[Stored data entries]
-=-=-=-=-
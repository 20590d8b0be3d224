//! Domain-level error types.

use thiserror::Error;

/// Value Object の生成エラー
#[derive(Debug, Clone, Error, PartialEq, Eq)]
pub enum ValueObjectError {
    #[error("invalid account id '{0}'")]
    InvalidAccountId(String),

    #[error("session cookie is empty")]
    EmptySessionCookie,

    #[error("anti-forgery token is empty")]
    EmptyCsrfToken,

    #[error("message body is empty")]
    EmptyMessageBody,
}

/// Transport failure reported by an [`HttpGateway`](super::HttpGateway)
#[derive(Debug, Clone, Error, PartialEq, Eq)]
pub enum GatewayError {
    /// The HTTP client could not be constructed
    #[error("failed to build HTTP client: {0}")]
    Setup(String),

    /// The request URL could not be built from the base URL and path
    #[error("invalid request url '{0}'")]
    InvalidUrl(String),

    /// The request never produced a response (DNS, TLS, connection reset, ...)
    #[error("request to '{path}' failed: {reason}")]
    Transport { path: String, reason: String },

    /// The response body could not be read
    #[error("failed to read response body from '{path}': {reason}")]
    Body { path: String, reason: String },
}

/// Sentinel-prefixed JSON decoding failure
#[derive(Debug, Clone, Error, PartialEq, Eq)]
pub enum EnvelopeError {
    #[error("response is missing the 'for (;;);' prefix")]
    MissingSentinel,

    #[error("response payload is not valid JSON: {0}")]
    InvalidJson(String),
}

/// Anti-forgery token scrape failure
#[derive(Debug, Clone, Error, PartialEq, Eq)]
pub enum TokenError {
    /// The page no longer carries the token attribute (markup changed)
    #[error("anti-forgery token not found in page body")]
    NotFound,
}
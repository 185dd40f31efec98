//! Plain terminal listing of questions.

use crate::models::{option_letter, GeneratedQuestion};

/// List questions with lettered options and the correct one marked.
///
/// With `details`, explanation, curriculum and image path follow each question.
pub fn render_listing(questions: &[GeneratedQuestion], details: bool) -> String {
    let mut out = String::new();

    for (i, q) in questions.iter().enumerate() {
        out.push_str(&format!("{}. {}\n", i + 1, q.question));
        for (j, option) in q.options.iter().enumerate() {
            let mark = if j == q.correct_index { " (Correct)" } else { "" };
            out.push_str(&format!("  {}) {}{}\n", option_letter(j), option, mark));
        }
        if details {
            out.push_str(&format!("Explanation: {}\n", q.explanation));
            out.push_str(&format!(
                "Subject: {}, Unit: {}, Topic: {}\n",
                q.curriculum.subject, q.curriculum.unit, q.curriculum.topic
            ));
            match &q.image_path {
                Some(path) => out.push_str(&format!("Image: {}\n", path.display())),
                None => out.push_str("Image: none\n"),
            }
            out.push_str(&"-".repeat(50));
            out.push('\n');
        } else {
            out.push('\n');
        }
    }

    out
}

#[cfg(test)]
mod tests {
    use super::*;
    use crate::bank::FixedQuestionBank;

    #[test]
    fn test_marks_correct_option() {
        let bank = FixedQuestionBank::builtin().unwrap();
        let listing = render_listing(&bank.take(1), false);
        assert_eq!(
            listing,
            "1. If n+5=5, what is the value of n?\n  A) 0 (Correct)\n  B) 1/5\n  C) 1\n  D) 5\n  E) 10\n\n"
        );
    }

    #[test]
    fn test_details() {
        let bank = FixedQuestionBank::builtin().unwrap();
        let listing = render_listing(&bank.take(2), true);
        assert!(listing.contains("Explanation: Subtract 5 from both sides: n = 0\n"));
        assert!(listing.contains("Subject: Quantitative Math, Unit: Algebra, Topic: Linear Equations\n"));
        assert!(listing.contains("Image: none\n"));
        assert!(listing.contains("Image: images/q2_shapes_sequence.png\n"));
    }
}
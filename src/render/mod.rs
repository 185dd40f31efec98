//! Output renderers: Markdown document, `@`-tagged export, SVG illustrations,
//! terminal listings.
//!
//! Renderers are pure string builders; the pipeline owns all file I/O.

mod document;
mod formatted;
mod illustration;
mod listing;

pub use document::*;
pub use formatted::*;
pub use illustration::*;
pub use listing::*;
//! Question generators.
//!
//! Epistemic foundation:
//! - K_i: Each call picks a context uniformly and fills its template
//! - K_i: Options are unique and the correct index is taken after shuffling
//! - B_i: Degenerate contexts may not yield enough unique options → Result
//! - I^R: Context tables and the randomness source are supplied by the caller

pub mod counting;
pub mod geometry;
mod options;
mod random;

pub use random::*;

use crate::models::{
    Config, CountingConfig, GeneratedQuestion, GenerationConfig, GeometryConfig, Result,
};
use std::path::Path;

/// Generates counting and geometry questions from a validated configuration.
pub struct QuestionGenerator<R: RandomSource = RngSource> {
    counting: CountingConfig,
    geometry: GeometryConfig,
    settings: GenerationConfig,
    rng: R,
}

impl QuestionGenerator<RngSource> {
    /// Create a generator seeded from `generation.seed`, or from entropy.
    pub fn new(config: &Config) -> Self {
        Self::with_source(config, RngSource::from_seed_option(config.generation.seed))
    }
}

impl<R: RandomSource> QuestionGenerator<R> {
    /// Create a generator drawing from the given source.
    pub fn with_source(config: &Config, rng: R) -> Self {
        Self {
            counting: config.counting.clone(),
            geometry: config.geometry.clone(),
            settings: config.generation.clone(),
            rng,
        }
    }

    /// Generate one counting question.
    pub fn generate_counting_question(&mut self) -> Result<GeneratedQuestion> {
        counting::generate(&self.counting, &self.settings, &mut self.rng)
    }

    /// Generate one geometry question.
    ///
    /// `image_path` is where the caller will put the illustration; it is
    /// recorded as given.
    pub fn generate_geometry_question(
        &mut self,
        image_path: Option<&Path>,
    ) -> Result<GeneratedQuestion> {
        geometry::generate(&self.geometry, &self.settings, &mut self.rng, image_path)
    }

    pub fn source_mut(&mut self) -> &mut R {
        &mut self.rng
    }
}
//! Counting questions (fundamental counting principle).
//!
//! K_i: correct = product of the option counts of every component.
//! Distractors: off-by-one both ways, double, and the sum of counts.

use super::options::OptionSet;
use super::RandomSource;
use crate::models::{
    ConfigError, CountingConfig, CountingContext, Curriculum, GeneratedQuestion, GenerationConfig,
    MathgenError, Result,
};
use tracing::debug;

/// Pick a context uniformly and build a question from it.
pub fn generate<R: RandomSource>(
    config: &CountingConfig,
    settings: &GenerationConfig,
    rng: &mut R,
) -> Result<GeneratedQuestion> {
    let ctx = rng
        .choose(&config.contexts)
        .ok_or(ConfigError::NoContexts("counting"))?;

    build(ctx, config.curriculum(), settings, rng)
}

/// Build a counting question from a specific context.
pub fn build<R: RandomSource>(
    ctx: &CountingContext,
    curriculum: Curriculum,
    settings: &GenerationConfig,
    rng: &mut R,
) -> Result<GeneratedQuestion> {
    let counts = ctx.counts();
    let correct = ctx.combinations().ok_or_else(|| {
        MathgenError::InvalidInput(format!(
            "counting context '{}' has too many combinations",
            ctx.scenario
        ))
    })?;
    let sum: u64 = counts.iter().sum();

    let mut set = OptionSet::new(correct.to_string());
    set.offer_all(
        [
            correct + 1,
            correct.saturating_sub(1),
            correct * 2,
            sum,
        ]
        .map(|v| v.to_string()),
        settings.option_count,
    );

    // Deterministic distractors can coincide for tiny contexts; top up with
    // nearby values.
    let upper = (correct * 2)
        .max(sum)
        .saturating_add(settings.option_count as u64);
    let upper = i64::try_from(upper).unwrap_or(i64::MAX);
    let attempts = set.fill(
        settings.option_count,
        settings.max_distractor_attempts,
        rng,
        |rng| rng.int_inclusive(1, upper).to_string(),
    );

    let (options, correct_index) = set.finish("counting", attempts, rng)?;

    debug!(
        scenario = %ctx.scenario,
        item = %ctx.item,
        correct,
        correct_index,
        "Generated counting question"
    );

    Ok(GeneratedQuestion {
        question: format!(
            "A {} offers {}. How many combos?\n\n{}",
            ctx.scenario,
            ctx.components.join(", "),
            render_table(ctx)
        ),
        options,
        correct_index,
        explanation: format!("Multiply: {} = {}", join_counts(&counts), correct),
        curriculum,
        image_path: None,
        figure: None,
    })
}

/// Markdown table of the component options.
///
/// Rows zip the option lists positionally and stop at the shortest list.
/// This is a display of what is on offer, not an enumeration of combinations.
pub fn render_table(ctx: &CountingContext) -> String {
    let mut table = format!("| {} |\n", ctx.components.join(" | "));
    table.push('|');
    table.push_str(&" :---: |".repeat(ctx.components.len()));
    table.push('\n');

    let rows = ctx
        .component_options
        .iter()
        .map(Vec::len)
        .min()
        .unwrap_or(0);
    for i in 0..rows {
        let cells: Vec<&str> = ctx
            .component_options
            .iter()
            .map(|opts| opts[i].as_str())
            .collect();
        table.push_str(&format!("| {} |\n", cells.join(" | ")));
    }
    table
}

fn join_counts(counts: &[u64]) -> String {
    counts
        .iter()
        .map(u64::to_string)
        .collect::<Vec<_>>()
        .join(" × ")
}

#[cfg(test)]
mod tests {
    use super::*;
    use crate::generator::{RngSource, SequenceSource};
    use crate::models::Config;
    use proptest::prelude::*;

    fn context(options: &[&[&str]]) -> CountingContext {
        CountingContext {
            scenario: "pizza restaurant".to_string(),
            item: "pizza".to_string(),
            components: (0..options.len()).map(|i| format!("c{i}")).collect(),
            component_options: options
                .iter()
                .map(|opts| opts.iter().map(|s| s.to_string()).collect())
                .collect(),
        }
    }

    fn curriculum() -> Curriculum {
        Curriculum::new(
            "Quantitative Math",
            "Data Analysis & Probability",
            "Counting & Arrangement Problems",
        )
    }

    #[test]
    fn test_three_by_three_by_three() {
        let config = Config::builtin().unwrap();
        let mut rng = RngSource::seeded(11);
        let q = generate(&config.counting, &config.generation, &mut rng).unwrap();

        assert_eq!(q.options.len(), 5);
        assert_eq!(q.options[q.correct_index], "27");
        assert_eq!(q.options.iter().filter(|o| *o == "27").count(), 1);
        assert!(q.explanation.contains("3 × 3 × 3 = 27"));
        assert!(q.has_unique_options());

        let mut sorted = q.options.clone();
        sorted.sort();
        assert_eq!(sorted, vec!["26", "27", "28", "54", "9"]);

        assert_eq!(q.curriculum, curriculum());
        assert!(q.question.starts_with(
            "A pizza restaurant offers size, crust, topping. How many combos?\n\n"
        ));
    }

    #[test]
    fn test_table_zips_positionally() {
        let ctx = context(&[&["Small", "Large"], &["Thin", "Thick", "Stuffed"]]);
        assert_eq!(
            render_table(&ctx),
            "| c0 | c1 |\n| :---: | :---: |\n| Small | Thin |\n| Large | Thick |\n"
        );
    }

    #[test]
    fn test_single_option_context_stays_unique() {
        // counts [1]: 1, 2, 0, 2, 1 would collide without resampling
        let ctx = context(&[&["Only"]]);
        let settings = GenerationConfig::default();
        let mut rng = SequenceSource::new(vec![3, 1, 4, 1, 5, 9, 2, 6]);
        let q = build(&ctx, curriculum(), &settings, &mut rng).unwrap();

        assert_eq!(q.options.len(), 5);
        assert!(q.has_unique_options());
        assert_eq!(q.options[q.correct_index], "1");
        assert_eq!(q.explanation, "Multiply: 1 = 1");
    }

    #[test]
    fn test_exhausted_budget_is_an_error() {
        let ctx = context(&[&["Only"]]);
        let settings = GenerationConfig {
            max_distractor_attempts: 0,
            ..GenerationConfig::default()
        };
        let mut rng = SequenceSource::zeros();
        let q = build(&ctx, curriculum(), &settings, &mut rng).unwrap();
        // 1, 2, 0 are still distinct: three options is enough
        assert_eq!(q.options.len(), 3);

        let settings = GenerationConfig {
            max_distractor_attempts: 0,
            option_count: 2,
            ..GenerationConfig::default()
        };
        assert!(matches!(
            build(&ctx, curriculum(), &settings, &mut rng),
            Err(MathgenError::DegenerateOptions { .. })
        ));
    }

    #[test]
    fn test_oversized_context_is_an_error() {
        let ctx = CountingContext {
            scenario: "shop".to_string(),
            item: "thing".to_string(),
            components: (0..64).map(|i| format!("c{i}")).collect(),
            component_options: vec![vec!["a".to_string(), "b".to_string()]; 64],
        };
        let mut rng = SequenceSource::zeros();
        assert!(matches!(
            build(&ctx, curriculum(), &GenerationConfig::default(), &mut rng),
            Err(MathgenError::InvalidInput(_))
        ));
    }

    #[test]
    fn test_context_selection_uses_source() {
        let mut config = Config::builtin().unwrap();
        config.counting.contexts.push(context(&[&["a", "b"], &["c", "d"]]));

        let mut rng = SequenceSource::new(vec![1]);
        let q = generate(&config.counting, &config.generation, &mut rng).unwrap();
        assert_eq!(q.options[q.correct_index], "4");
        assert!(q.question.contains("offers c0, c1."));
    }

    proptest! {
        #[test]
        fn prop_correct_is_product_and_options_unique(
            sizes in prop::collection::vec(1usize..6, 1..5),
            seed in any::<u64>(),
        ) {
            let ctx = CountingContext {
                scenario: "shop".to_string(),
                item: "thing".to_string(),
                components: (0..sizes.len()).map(|i| format!("c{i}")).collect(),
                component_options: sizes
                    .iter()
                    .map(|&n| (0..n).map(|j| format!("o{j}")).collect())
                    .collect(),
            };
            let expected: u64 = sizes.iter().map(|&n| n as u64).product();

            let mut rng = RngSource::seeded(seed);
            let q = build(&ctx, curriculum(), &GenerationConfig::default(), &mut rng).unwrap();

            prop_assert!(q.has_unique_options());
            prop_assert_eq!(q.options.len(), 5);
            prop_assert_eq!(&q.options[q.correct_index], &expected.to_string());
            let explained: u64 = q
                .explanation
                .trim_start_matches("Multiply: ")
                .split(" = ")
                .next()
                .unwrap()
                .split(" × ")
                .map(|n| n.parse::<u64>().unwrap())
                .product();
            prop_assert_eq!(explained, expected);
        }
    }
}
-=-=-=-=-
Report only the number of lines above that contain "builtin".

4